Shoulders were prospectively analyzed using DDR via obtaining a series of pulsed radiographs at up to 15 Hz of the joint in motion. Scapulothoracic and glenohumeral motions were quantified based on DDR images (figure 1). Measurements were taken in humeral abduction at 0-30°, 30-60°, 60-90°, and full abduction using the Grashey view. SHR at different points was calculated by dividing the humeral arc of motion by the scapular arc of motion in each of the aforementioned ranges. ANOVA testing was conducted to analyze differences among treatment groups, and posthoc Tukey testing was utilized to identify the specific groups between which differences occurred. Pairwise t-testing was performed to isolate differences between controls and pathologic shoulders. An alpha of 0.05 was set for determining the significance of all outcome measures.

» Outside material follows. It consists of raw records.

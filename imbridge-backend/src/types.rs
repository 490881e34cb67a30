use crate::protocol::{Interface, ProtocolError};
use crate::server::ObjectId;

/// Description of a global advertised to clients
#[derive(Debug)]
pub struct GlobalInfo {
    /// Interface of the global
    pub interface: &'static Interface,
    /// Advertised version
    pub version: u32,
    /// Whether the global was withdrawn from the registry
    pub disabled: bool,
}

/// Failure to set up a client connection
#[derive(Debug)]
pub enum InitError {
    /// The socket could not be configured
    Io(std::io::Error),
}

impl std::error::Error for InitError {
    fn source(&self) -> Option<&(dyn std::error::Error + 'static)> {
        match self {
            InitError::Io(ref err) => Some(err),
        }
    }
}

impl std::fmt::Display for InitError {
    fn fmt(&self, f: &mut ::std::fmt::Formatter) -> Result<(), ::std::fmt::Error> {
        match self {
            InitError::Io(ref err) => std::fmt::Display::fmt(err, f),
        }
    }
}

/// An id that does not, or no longer, designate a live object, client or global.
#[derive(Clone, Debug, PartialEq, Eq)]
pub struct InvalidId;

impl std::error::Error for InvalidId {}

impl std::fmt::Display for InvalidId {
    fn fmt(&self, f: &mut ::std::fmt::Formatter) -> Result<(), ::std::fmt::Error> {
        write!(f, "Invalid Id")
    }
}

/// Why a client was disconnected
#[derive(Debug, Clone, PartialEq, Eq)]
pub enum DisconnectReason {
    /// The socket was closed or became unusable
    ConnectionClosed,
    /// The client was sent a fatal protocol error
    ProtocolError(ProtocolError),
}

impl std::fmt::Display for DisconnectReason {
    fn fmt(&self, f: &mut ::std::fmt::Formatter) -> Result<(), ::std::fmt::Error> {
        match self {
            Self::ConnectionClosed => f.write_str("connection closed"),
            Self::ProtocolError(err) => std::fmt::Display::fmt(err, f),
        }
    }
}

/// Error returned by a request handler
///
/// The backend turns it into a `wl_display.error` event about the object and
/// tears that single object down, the client and its other objects survive.
#[derive(Debug, Clone)]
pub struct RequestError {
    pub(crate) object: Option<ObjectId>,
    /// Error code, from the error enum of the object's interface
    pub code: u32,
    /// Description sent to the client
    pub message: String,
}

impl RequestError {
    /// An error about the object the request was sent to
    pub fn new(code: u32, message: impl Into<String>) -> Self {
        Self { object: None, code, message: message.into() }
    }

    /// An error about another object of the same client
    pub fn on(object: ObjectId, code: u32, message: impl Into<String>) -> Self {
        Self { object: Some(object), code, message: message.into() }
    }

    /// The object the error is about, if not the sender of the request
    pub fn object(&self) -> Option<&ObjectId> {
        self.object.as_ref()
    }
}

impl std::error::Error for RequestError {}

impl std::fmt::Display for RequestError {
    fn fmt(&self, f: &mut ::std::fmt::Formatter) -> Result<(), ::std::fmt::Error> {
        match self.object {
            Some(ref object) => write!(f, "error {} on {}: {}", self.code, object, self.message),
            None => write!(f, "error {}: {}", self.code, self.message),
        }
    }
}
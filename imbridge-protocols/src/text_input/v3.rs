//! `text-input-unstable-v3`

use imbridge_backend::protocol::{
    AllowNull::{No, Yes},
    ArgumentType::*,
    Interface,
};

use crate::{
    core::{WL_SEAT_INTERFACE, WL_SURFACE_INTERFACE},
    creates, destructor, msg, objects,
};

/// `zwp_text_input_manager_v3`
pub static ZWP_TEXT_INPUT_MANAGER_V3_INTERFACE: Interface = Interface {
    name: "zwp_text_input_manager_v3",
    version: 1,
    requests: &[
        destructor(msg("destroy", &[])),
        objects(
            creates(msg("get_text_input", &[NewId, Object(No)]), &ZWP_TEXT_INPUT_V3_INTERFACE),
            &[&WL_SEAT_INTERFACE],
        ),
    ],
    events: &[],
};

/// `zwp_text_input_v3`
pub static ZWP_TEXT_INPUT_V3_INTERFACE: Interface = Interface {
    name: "zwp_text_input_v3",
    version: 1,
    requests: &[
        destructor(msg("destroy", &[])),
        msg("enable", &[]),
        msg("disable", &[]),
        msg("set_surrounding_text", &[Str(No), Int, Int]),
        msg("set_text_change_cause", &[Uint]),
        msg("set_content_type", &[Uint, Uint]),
        msg("set_cursor_rectangle", &[Int, Int, Int, Int]),
        msg("commit", &[]),
    ],
    events: &[
        objects(msg("enter", &[Object(No)]), &[&WL_SURFACE_INTERFACE]),
        objects(msg("leave", &[Object(No)]), &[&WL_SURFACE_INTERFACE]),
        msg("preedit_string", &[Str(Yes), Int, Int]),
        msg("commit_string", &[Str(Yes)]),
        msg("delete_surrounding_text", &[Uint, Uint]),
        msg("done", &[Uint]),
    ],
};

/// Text input objects factory
pub mod zwp_text_input_manager_v3 {
    use std::os::unix::io::OwnedFd;

    use imbridge_backend::{protocol::Message, server::ObjectId};

    use crate::{parse_with, DispatchError};

    /// Requests of `zwp_text_input_manager_v3`
    #[derive(Debug)]
    pub enum Request {
        /// Destroy the manager, existing text inputs are unaffected
        Destroy,
        /// Create a text input for a seat
        GetTextInput {
            /// the new text input
            id: ObjectId,
            /// the seat
            seat: ObjectId,
        },
    }

    impl Request {
        /// Decode a request
        pub fn parse(msg: Message<ObjectId, OwnedFd>) -> Result<Self, DispatchError> {
            parse_with(msg, &super::ZWP_TEXT_INPUT_MANAGER_V3_INTERFACE, |opcode, args| {
                match opcode {
                    0 => Some(Request::Destroy),
                    1 => Some(Request::GetTextInput { id: args.new_id()?, seat: args.object()? }),
                    _ => None,
                }
            })
        }
    }
}

/// Double-buffered text input
///
/// Every state request only changes the pending state, `commit` applies it.
/// The compositor answers each commit with a `done` event carrying the
/// number of commits received so far.
pub mod zwp_text_input_v3 {
    use std::os::unix::io::{OwnedFd, RawFd};

    use imbridge_backend::{
        message,
        protocol::{Argument, Message, WEnum},
        server::ObjectId,
    };

    use crate::{opt_string_arg, parse_with, DispatchError};

    /// Reason for the change of surrounding text or cursor position
    #[repr(u32)]
    #[derive(Copy, Clone, Debug, PartialEq, Eq)]
    #[non_exhaustive]
    pub enum ChangeCause {
        /// input method caused the change
        InputMethod = 0,
        /// something else than the input method caused the change
        Other = 1,
    }

    impl std::convert::TryFrom<u32> for ChangeCause {
        type Error = ();
        fn try_from(val: u32) -> Result<ChangeCause, ()> {
            match val {
                0 => Ok(ChangeCause::InputMethod),
                1 => Ok(ChangeCause::Other),
                _ => Err(()),
            }
        }
    }

    impl std::convert::From<ChangeCause> for u32 {
        fn from(val: ChangeCause) -> u32 {
            val as u32
        }
    }

    bitflags::bitflags! {
        /// Content hint
        ///
        /// Modifies the behavior of the input method.
        #[derive(Clone, Copy, Debug, Eq, Hash, PartialEq)]
        pub struct ContentHint: u32 {
            /// suggest word completions
            const Completion = 0x1;
            /// suggest word corrections
            const Spellcheck = 0x2;
            /// switch to uppercase letters at the start of a sentence
            const AutoCapitalization = 0x4;
            /// prefer lowercase letters
            const Lowercase = 0x8;
            /// prefer uppercase letters
            const Uppercase = 0x10;
            /// prefer casing for titles and headings
            const Titlecase = 0x20;
            /// characters should be hidden
            const HiddenText = 0x40;
            /// typed text should not be stored
            const SensitiveData = 0x80;
            /// just Latin characters should be entered
            const Latin = 0x100;
            /// the text input is multiline
            const Multiline = 0x200;
        }
    }

    impl std::convert::TryFrom<u32> for ContentHint {
        type Error = ();
        fn try_from(val: u32) -> Result<ContentHint, ()> {
            Self::from_bits(val).ok_or(())
        }
    }

    impl std::convert::From<ContentHint> for u32 {
        fn from(val: ContentHint) -> u32 {
            val.bits()
        }
    }

    /// Content purpose
    ///
    /// The input method may adapt its layout to the purpose.
    #[repr(u32)]
    #[derive(Copy, Clone, Debug, PartialEq, Eq)]
    #[non_exhaustive]
    pub enum ContentPurpose {
        /// default input, allowing all characters
        Normal = 0,
        /// allow only alphabetic characters
        Alpha = 1,
        /// allow only digits
        Digits = 2,
        /// input a number (including decimal separator and sign)
        Number = 3,
        /// input a phone number
        Phone = 4,
        /// input an URL
        Url = 5,
        /// input an email address
        Email = 6,
        /// input a name of a person
        Name = 7,
        /// input a password (combine with sensitive_data hint)
        Password = 8,
        /// input is a numeric password (combine with sensitive_data hint)
        Pin = 9,
        /// input a date
        Date = 10,
        /// input a time
        Time = 11,
        /// input a date and time
        Datetime = 12,
        /// input for a terminal
        Terminal = 13,
    }

    impl std::convert::TryFrom<u32> for ContentPurpose {
        type Error = ();
        fn try_from(val: u32) -> Result<ContentPurpose, ()> {
            match val {
                0 => Ok(ContentPurpose::Normal),
                1 => Ok(ContentPurpose::Alpha),
                2 => Ok(ContentPurpose::Digits),
                3 => Ok(ContentPurpose::Number),
                4 => Ok(ContentPurpose::Phone),
                5 => Ok(ContentPurpose::Url),
                6 => Ok(ContentPurpose::Email),
                7 => Ok(ContentPurpose::Name),
                8 => Ok(ContentPurpose::Password),
                9 => Ok(ContentPurpose::Pin),
                10 => Ok(ContentPurpose::Date),
                11 => Ok(ContentPurpose::Time),
                12 => Ok(ContentPurpose::Datetime),
                13 => Ok(ContentPurpose::Terminal),
                _ => Err(()),
            }
        }
    }

    impl std::convert::From<ContentPurpose> for u32 {
        fn from(val: ContentPurpose) -> u32 {
            val as u32
        }
    }

    /// Requests of `zwp_text_input_v3`
    #[derive(Debug)]
    pub enum Request {
        /// Destroy the text input
        Destroy,
        /// Request text input to be enabled
        Enable,
        /// Disable text input on a surface
        Disable,
        /// Set the surrounding text, offsets are in bytes
        SetSurroundingText {
            /// text around the cursor
            text: String,
            /// byte offset of the cursor
            cursor: i32,
            /// byte offset of the selection anchor
            anchor: i32,
        },
        /// Indicate the cause of the surrounding text change
        SetTextChangeCause {
            /// cause of the change
            cause: WEnum<ChangeCause>,
        },
        /// Set content purpose and hint
        SetContentType {
            /// the hint
            hint: WEnum<ContentHint>,
            /// the purpose
            purpose: WEnum<ContentPurpose>,
        },
        /// Set the cursor rectangle, in surface-local coordinates
        SetCursorRectangle {
            /// x
            x: i32,
            /// y
            y: i32,
            /// width
            width: i32,
            /// height
            height: i32,
        },
        /// Apply the pending state
        Commit,
    }

    impl Request {
        /// Decode a request
        pub fn parse(msg: Message<ObjectId, OwnedFd>) -> Result<Self, DispatchError> {
            parse_with(msg, &super::ZWP_TEXT_INPUT_V3_INTERFACE, |opcode, args| match opcode {
                0 => Some(Request::Destroy),
                1 => Some(Request::Enable),
                2 => Some(Request::Disable),
                3 => Some(Request::SetSurroundingText {
                    text: args.string()?,
                    cursor: args.int()?,
                    anchor: args.int()?,
                }),
                4 => Some(Request::SetTextChangeCause { cause: args.uint()?.into() }),
                5 => Some(Request::SetContentType {
                    hint: args.uint()?.into(),
                    purpose: args.uint()?.into(),
                }),
                6 => Some(Request::SetCursorRectangle {
                    x: args.int()?,
                    y: args.int()?,
                    width: args.int()?,
                    height: args.int()?,
                }),
                7 => Some(Request::Commit),
                _ => None,
            })
        }
    }

    /// Events of `zwp_text_input_v3`
    #[derive(Debug)]
    pub enum Event {
        /// Focus entered a surface of the client
        Enter {
            /// the surface
            surface: ObjectId,
        },
        /// Focus left a surface
        Leave {
            /// the surface
            surface: ObjectId,
        },
        /// Pending pre-edit string, with its cursor as byte offsets
        PreeditString {
            /// the pre-edit text
            text: Option<String>,
            /// start of the cursor span
            cursor_begin: i32,
            /// end of the cursor span
            cursor_end: i32,
        },
        /// Pending text to insert
        CommitString {
            /// the text
            text: Option<String>,
        },
        /// Pending deletion around the cursor, in bytes
        DeleteSurroundingText {
            /// bytes before the cursor
            before_length: u32,
            /// bytes after the cursor
            after_length: u32,
        },
        /// Apply the pending changes
        Done {
            /// number of commits received
            serial: u32,
        },
    }

    impl Event {
        /// Encode the event as sent by `sender_id`
        pub fn into_message(self, sender_id: ObjectId) -> Message<ObjectId, RawFd> {
            match self {
                Event::Enter { surface } => message!(sender_id, 0, [Argument::Object(surface)]),
                Event::Leave { surface } => message!(sender_id, 1, [Argument::Object(surface)]),
                Event::PreeditString { text, cursor_begin, cursor_end } => message!(
                    sender_id,
                    2,
                    [opt_string_arg(text), Argument::Int(cursor_begin), Argument::Int(cursor_end)]
                ),
                Event::CommitString { text } => message!(sender_id, 3, [opt_string_arg(text)]),
                Event::DeleteSurroundingText { before_length, after_length } => message!(
                    sender_id,
                    4,
                    [Argument::Uint(before_length), Argument::Uint(after_length)]
                ),
                Event::Done { serial } => message!(sender_id, 5, [Argument::Uint(serial)]),
            }
        }
    }
}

A total of 121 shoulders were analyzed, including 40 controls, 13 small rotator cuff tears (SRT), 29 massive rotator cuff tears (MRCT), 16 adhesive capsulitis, and 23 glenohumeral osteoarthritis (Table 1). The final angle calculations are displayed in Table 2. SHR for the full arc of abduction differed significantly in patients with massive rotator cuff tear (1.91 ± 0.51), adhesive capsulitis (1.55 ± 0.13), and glenohumeral osteoarthritis (2.31 ± 1.03) compared to controls (3.39 ± 0.62). No statistically significant difference was found in overall SHR between small rotator cuff tears (3.04 ± 1.62) and controls (3.39 ± 0.62). When analyzed across 30-degree intervals of humeral abduction, there was a statistically significant lower SHR found at 0-30°, 30-60°, and 60-90° of humeral abduction in MRCT, adhesive capsulitis, and glenohumeral osteoarthritis patients compared to controls. No significant difference was found in the SHR of patients with SRCT compared to controls across all 30-degree intervals of humeral abduction. SHR changes across these intervals of humeral abduction are plotted in figure 2. Control patients had an average overall humeral abduction range of motion of 103.40 ± 31.97° which was significantly larger compared to all included shoulder pathologies (MRCT: 75.75 ± 22.61, SRCT: 80.93 ± 20.71, adhesive capsulitis: 64.49 ± 27.02, osteoarthritis: 71.05 ± 34.88). During humeral abduction, control patients had an average overall scapular range of motion of 32.57 ± 13.60, which was significantly smaller compared to patients with an MRCT (45.57 ± 10.41) and adhesive capsulitis (64.49 ± 27.02). No statistically significant difference was found when comparing a scapular range of motion during humeral abduction in patients with small rotator cuff tears (29.71 ± 12.91) and glenohumeral osteoarthritis (34.77 ± 17.52) compared to normal controls.
DDR is sensitive enough to detect a lower SHR in massive rotator cuff tears, adhesive capsulitis, and glenohumeral osteoarthritis compared to normal shoulders. While SHR varies throughout the arc of motion, it remained drastically different in these 3 pathologies compared to controls. Moreover, when isolating for humeral and scapular motion on DDR, all 4 pathologic shoulder conditions had decreased humeral abduction compared to normal controls. Patients with adhesive capsulitis and massive rotator cuff tear also had an increased reliance on scapular contribution to overall humeral elevation. Ultimately, further study and validation of this dynamic assessment of SHR has the potential to augment the diagnostic algorithm for various shoulder pathologies.